[Start of Attachment]

//! View layer for the trellis framework.
//!
//! - [`controller`]: the [`Controller`] base with template rendering, JSON,
//!   redirect, and CSRF helpers
//! - [`csrf`]: token generation and the [`csrf::CsrfGuard`] middleware
//! - [`middleware`]: the [`Middleware`] trait and request/response pipeline
//! - [`server`]: [`App`], which combines settings, router, and middleware
//!   into a runnable HTTP server

pub mod controller;
pub mod csrf;
pub mod middleware;
pub mod server;

pub use controller::Controller;
pub use middleware::{Middleware, MiddlewarePipeline};
pub use server::App;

[End of Attachment]

- [TASK BRIEF]: Your answer should be the lines of the listing above between the line holding "token generation and" and the line holding "pub mod server;", inclusive, restated word for word and alone.

- [WRITTEN ANSWER]:
//! - [`csrf`]: token generation and the [`csrf::CsrfGuard`] middleware
//! - [`middleware`]: the [`Middleware`] trait and request/response pipeline
//! - [`server`]: [`App`], which combines settings, router, and middleware
//!   into a runnable HTTP server

pub mod controller;
pub mod csrf;
pub mod middleware;
pub mod server;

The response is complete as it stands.